=== Task objective ===
Exact transcription of the records is required.

=== Material provided ===

#![cfg_attr(not(debug_assertions), windows_subsystem = "windows")]

mod logger;
mod screen;
mod style;
mod widget;

use screen::dashboard::{self, Dashboard};
use screen::sidebar::{self, Sidebar};

use iced::{
    Alignment, Element, Length, Size, Subscription, Task,
    widget::{button, column, container, row, space, text},
    window,
};

fn main() {
    if let Err(err) = logger::setup(cfg!(debug_assertions)) {
        eprintln!("Failed to initialize logger: {err}");
    }

    std::panic::set_hook(Box::new(|info| {
        let location = info.location().map_or_else(
            || "unknown location".to_string(),
            |loc| format!("{}:{}:{}", loc.file(), loc.line(), loc.column()),
        );
        log::error!("PANIC at {location}: {info}");
    }));

    let _ = iced::application(Heatline::new, Heatline::update, Heatline::view)
        .settings(iced::Settings {
            antialiasing: true,
            default_text_size: iced::Pixels(13.0),
            ..Default::default()
        })
        .window(window::Settings {
            size: Size::new(1100.0, 720.0),
            min_size: Some(Size::new(720.0, 480.0)),
            exit_on_close_request: false,
            ..window::Settings::default()
        })
        .title(Heatline::title)
        .theme(Heatline::theme)
        .subscription(Heatline::subscription)
        .run();
}

struct Heatline {
    sidebar: Sidebar,
    dashboard: Dashboard,
    theme: data::Theme,
    error: Option<String>,
}

#[derive(Debug, Clone)]
enum Message {
    Sidebar(sidebar::Message),
    Dashboard(dashboard::Message),
    WindowResized,
    CloseRequested(window::Id),
    DismissError,
}

impl Heatline {
    fn new() -> (Self, Task<Message>) {
        let data::State {
            cities,
            selected_theme,
            sidebar,
        } = data::load_state();

        let sidebar = Sidebar::new(sidebar, cities);
        let mut dashboard = Dashboard::new();

        let initial_load = match sidebar.selected() {
            Some(city) => dashboard
                .load_city(city.display_name.clone(), city.location())
                .map(Message::Dashboard),
            None => Task::none(),
        };
        let refresh_badges = sidebar.refresh_summaries().map(Message::Sidebar);

        (
            Self {
                sidebar,
                dashboard,
                theme: selected_theme,
                error: None,
            },
            Task::batch([initial_load, refresh_badges]),
        )
    }

    fn update(&mut self, message: Message) -> Task<Message> {
        match message {
            Message::Sidebar(msg) => {
                let (task, action) = self.sidebar.update(msg);

                let follow_up = match action {
                    Some(sidebar::Action::SelectionChanged(Some(city))) => {
                        let location = city.location();
                        self.dashboard
                            .load_city(city.display_name, location)
                            .map(Message::Dashboard)
                    }
                    Some(sidebar::Action::SelectionChanged(None)) => {
                        self.dashboard.unload();
                        Task::none()
                    }
                    Some(sidebar::Action::Resized) => {
                        self.dashboard.redraw();
                        Task::none()
                    }
                    Some(sidebar::Action::ThemeSelected(theme)) => {
                        self.theme = theme;
                        self.dashboard.redraw();
                        Task::none()
                    }
                    Some(sidebar::Action::DataFolderRequested) => {
                        if let Err(err) = data::open_data_folder() {
                            log::warn!("{err}");
                            self.error = Some(format!("Failed to open data folder: {err}"));
                        }
                        Task::none()
                    }
                    Some(sidebar::Action::ErrorOccurred(err)) => {
                        self.error = Some(err);
                        Task::none()
                    }
                    None => Task::none(),
                };

                Task::batch([task.map(Message::Sidebar), follow_up])
            }
            Message::Dashboard(msg) => {
                let (task, action) = self.dashboard.update(msg);

                match action {
                    Some(dashboard::Action::SummaryLoaded(location, summary)) => {
                        self.sidebar.set_summary(location, summary);
                        self.error = None;
                    }
                    Some(dashboard::Action::ErrorOccurred(err)) => {
                        self.error = Some(err);
                    }
                    None => {}
                }

                task.map(Message::Dashboard)
            }
            Message::WindowResized => {
                self.dashboard.redraw();
                Task::none()
            }
            Message::CloseRequested(window) => {
                log::info!("Close requested for window {window:?}");
                self.save_state_to_disk();
                iced::exit()
            }
            Message::DismissError => {
                self.error = None;
                Task::none()
            }
        }
    }

    fn save_state_to_disk(&self) {
        let state = data::State::from_parts(
            self.sidebar.cities().clone(),
            self.theme.clone(),
            self.sidebar.state,
        );

        if let Err(err) = data::save_state(&state) {
            log::error!("Failed to save state: {err}");
        }
    }

    fn view(&self) -> Element<'_, Message> {
        let mut content = column![].width(Length::Fill).height(Length::Fill);

        if let Some(err) = &self.error {
            let banner = container(
                row![
                    text(err.as_str()),
                    space::horizontal(),
                    button(text("×"))
                        .on_press(Message::DismissError)
                        .style(|theme, status| style::button::transparent(theme, status, false)),
                ]
                .align_y(Alignment::Center),
            )
            .padding([4, 12])
            .width(Length::Fill)
            .style(style::error_banner);

            content = content.push(banner);
        }

        content = content.push(self.dashboard.view().map(Message::Dashboard));

        row![self.sidebar.view(&self.theme).map(Message::Sidebar), content]
            .spacing(8)
            .padding(8)
            .into()
    }

    fn title(&self) -> String {
        match self.sidebar.selected() {
            Some(city) => format!("Heatline [{}]", city.name),
            None => "Heatline".to_string(),
        }
    }

    fn theme(&self) -> iced_core::Theme {
        self.theme.clone().into()
    }

    fn subscription(&self) -> Subscription<Message> {
        Subscription::batch([
            self.dashboard.subscription().map(Message::Dashboard),
            window::close_requests().map(Message::CloseRequested),
            window::resize_events().map(|_| Message::WindowResized),
        ])
    }
}

#[cfg(test)]
mod tests {
    use super::*;
    use provider::{GeoCity, Location};

    fn app() -> Heatline {
        Heatline {
            sidebar: Sidebar::new(data::Sidebar::default(), data::CityStore::default()),
            dashboard: Dashboard::new(),
            theme: data::Theme::default(),
            error: None,
        }
    }

    fn berlin() -> GeoCity {
        GeoCity {
            name: "Berlin".to_string(),
            country: Some("Germany".to_string()),
            admin1: None,
            latitude: 52.52,
            longitude: 13.41,
        }
    }

    #[test]
    fn picked_city_is_loaded_on_the_dashboard() {
        let mut app = app();

        let _ = app.update(Message::Sidebar(sidebar::Message::SuggestionPicked(berlin())));

        let location = app.dashboard.location().expect("dashboard should be loading");
        assert!(location.same_place(&Location::new(52.52, 13.41)));
        assert_eq!(app.title(), "Heatline [Berlin]");
    }

    #[test]
    fn removing_last_city_unloads_the_dashboard() {
        let mut app = app();
        let _ = app.update(Message::Sidebar(sidebar::Message::SuggestionPicked(berlin())));

        let id = Location::new(52.52, 13.41).id();
        let _ = app.update(Message::Sidebar(sidebar::Message::RemoveCity(id)));

        assert!(app.dashboard.location().is_none());
        assert_eq!(app.title(), "Heatline");
    }
}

=== The answer ===
#![cfg_attr(not(debug_assertions), windows_subsystem = "windows")]

mod logger;
mod screen;
mod style;
mod widget;

use screen::dashboard::{self, Dashboard};
use screen::sidebar::{self, Sidebar};

use iced::{
    Alignment, Element, Length, Size, Subscription, Task,
    widget::{button, column, container, row, space, text},
    window,
};

fn main() {
    if let Err(err) = logger::setup(cfg!(debug_assertions)) {
        eprintln!("Failed to initialize logger: {err}");
    }

    std::panic::set_hook(Box::new(|info| {
        let location = info.location().map_or_else(
            || "unknown location".to_string(),
            |loc| format!("{}:{}:{}", loc.file(), loc.line(), loc.column()),
        );
        log::error!("PANIC at {location}: {info}");
    }));

    let _ = iced::application(Heatline::new, Heatline::update, Heatline::view)
        .settings(iced::Settings {
            antialiasing: true,
            default_text_size: iced::Pixels(13.0),
            ..Default::default()
        })
        .window(window::Settings {
            size: Size::new(1100.0, 720.0),
            min_size: Some(Size::new(720.0, 480.0)),
            exit_on_close_request: false,
            ..window::Settings::default()
        })
        .title(Heatline::title)
        .theme(Heatline::theme)
        .subscription(Heatline::subscription)
        .run();
}

struct Heatline {
    sidebar: Sidebar,
    dashboard: Dashboard,
    theme: data::Theme,
    error: Option<String>,
}

#[derive(Debug, Clone)]
enum Message {
    Sidebar(sidebar::Message),
    Dashboard(dashboard::Message),
    WindowResized,
    CloseRequested(window::Id),
    DismissError,
}

impl Heatline {
    fn new() -> (Self, Task<Message>) {
        let data::State {
            cities,
            selected_theme,
            sidebar,
        } = data::load_state();

        let sidebar = Sidebar::new(sidebar, cities);
        let mut dashboard = Dashboard::new();

        let initial_load = match sidebar.selected() {
            Some(city) => dashboard
                .load_city(city.display_name.clone(), city.location())
                .map(Message::Dashboard),
            None => Task::none(),
        };
        let refresh_badges = sidebar.refresh_summaries().map(Message::Sidebar);

        (
            Self {
                sidebar,
                dashboard,
                theme: selected_theme,
                error: None,
            },
            Task::batch([initial_load, refresh_badges]),
        )
    }

    fn update(&mut self, message: Message) -> Task<Message> {
        match message {
            Message::Sidebar(msg) => {
                let (task, action) = self.sidebar.update(msg);

                let follow_up = match action {
                    Some(sidebar::Action::SelectionChanged(Some(city))) => {
                        let location = city.location();
                        self.dashboard
                            .load_city(city.display_name, location)
                            .map(Message::Dashboard)
                    }
                    Some(sidebar::Action::SelectionChanged(None)) => {
                        self.dashboard.unload();
                        Task::none()
                    }
                    Some(sidebar::Action::Resized) => {
                        self.dashboard.redraw();
                        Task::none()
                    }
                    Some(sidebar::Action::ThemeSelected(theme)) => {
                        self.theme = theme;
                        self.dashboard.redraw();
                        Task::none()
                    }
                    Some(sidebar::Action::DataFolderRequested) => {
                        if let Err(err) = data::open_data_folder() {
                            log::warn!("{err}");
                            self.error = Some(format!("Failed to open data folder: {err}"));
                        }
                        Task::none()
                    }
                    Some(sidebar::Action::ErrorOccurred(err)) => {
                        self.error = Some(err);
                        Task::none()
                    }
                    None => Task::none(),
                };

                Task::batch([task.map(Message::Sidebar), follow_up])
            }
            Message::Dashboard(msg) => {
                let (task, action) = self.dashboard.update(msg);

                match action {
                    Some(dashboard::Action::SummaryLoaded(location, summary)) => {
                        self.sidebar.set_summary(location, summary);
                        self.error = None;
                    }
                    Some(dashboard::Action::ErrorOccurred(err)) => {
                        self.error = Some(err);
                    }
                    None => {}
                }

                task.map(Message::Dashboard)
            }
            Message::WindowResized => {
                self.dashboard.redraw();
                Task::none()
            }
            Message::CloseRequested(window) => {
                log::info!("Close requested for window {window:?}");
                self.save_state_to_disk();
                iced::exit()
            }
            Message::DismissError => {
                self.error = None;
                Task::none()
            }
        }
    }

    fn save_state_to_disk(&self) {
        let state = data::State::from_parts(
            self.sidebar.cities().clone(),
            self.theme.clone(),
            self.sidebar.state,
        );

        if let Err(err) = data::save_state(&state) {
            log::error!("Failed to save state: {err}");
        }
    }

    fn view(&self) -> Element<'_, Message> {
        let mut content = column![].width(Length::Fill).height(Length::Fill);

        if let Some(err) = &self.error {
            let banner = container(
                row![
                    text(err.as_str()),
                    space::horizontal(),
                    button(text("×"))
                        .on_press(Message::DismissError)
                        .style(|theme, status| style::button::transparent(theme, status, false)),
                ]
                .align_y(Alignment::Center),
            )
            .padding([4, 12])
            .width(Length::Fill)
            .style(style::error_banner);

            content = content.push(banner);
        }

        content = content.push(self.dashboard.view().map(Message::Dashboard));

        row![self.sidebar.view(&self.theme).map(Message::Sidebar), content]
            .spacing(8)
            .padding(8)
            .into()
    }

    fn title(&self) -> String {
        match self.sidebar.selected() {
            Some(city) => format!("Heatline [{}]", city.name),
            None => "Heatline".to_string(),
        }
    }

    fn theme(&self) -> iced_core::Theme {
        self.theme.clone().into()
    }

    fn subscription(&self) -> Subscription<Message> {
        Subscription::batch([
            self.dashboard.subscription().map(Message::Dashboard),
            window::close_requests().map(Message::CloseRequested),
            window::resize_events().map(|_| Message::WindowResized),
        ])
    }
}

#[cfg(test)]
mod tests {
    use super::*;
    use provider::{GeoCity, Location};

    fn app() -> Heatline {
        Heatline {
            sidebar: Sidebar::new(data::Sidebar::default(), data::CityStore::default()),
            dashboard: Dashboard::new(),
            theme: data::Theme::default(),
            error: None,
        }
    }

    fn berlin() -> GeoCity {
        GeoCity {
            name: "Berlin".to_string(),
            country: Some("Germany".to_string()),
            admin1: None,
            latitude: 52.52,
            longitude: 13.41,
        }
    }

    #[test]
    fn picked_city_is_loaded_on_the_dashboard() {
        let mut app = app();

        let _ = app.update(Message::Sidebar(sidebar::Message::SuggestionPicked(berlin())));

        let location = app.dashboard.location().expect("dashboard should be loading");
        assert!(location.same_place(&Location::new(52.52, 13.41)));
        assert_eq!(app.title(), "Heatline [Berlin]");
    }

    #[test]
    fn removing_last_city_unloads_the_dashboard() {
        let mut app = app();
        let _ = app.update(Message::Sidebar(sidebar::Message::SuggestionPicked(berlin())));

        let id = Location::new(52.52, 13.41).id();
        let _ = app.update(Message::Sidebar(sidebar::Message::RemoveCity(id)));

        assert!(app.dashboard.location().is_none());
        assert_eq!(app.title(), "Heatline");
    }
}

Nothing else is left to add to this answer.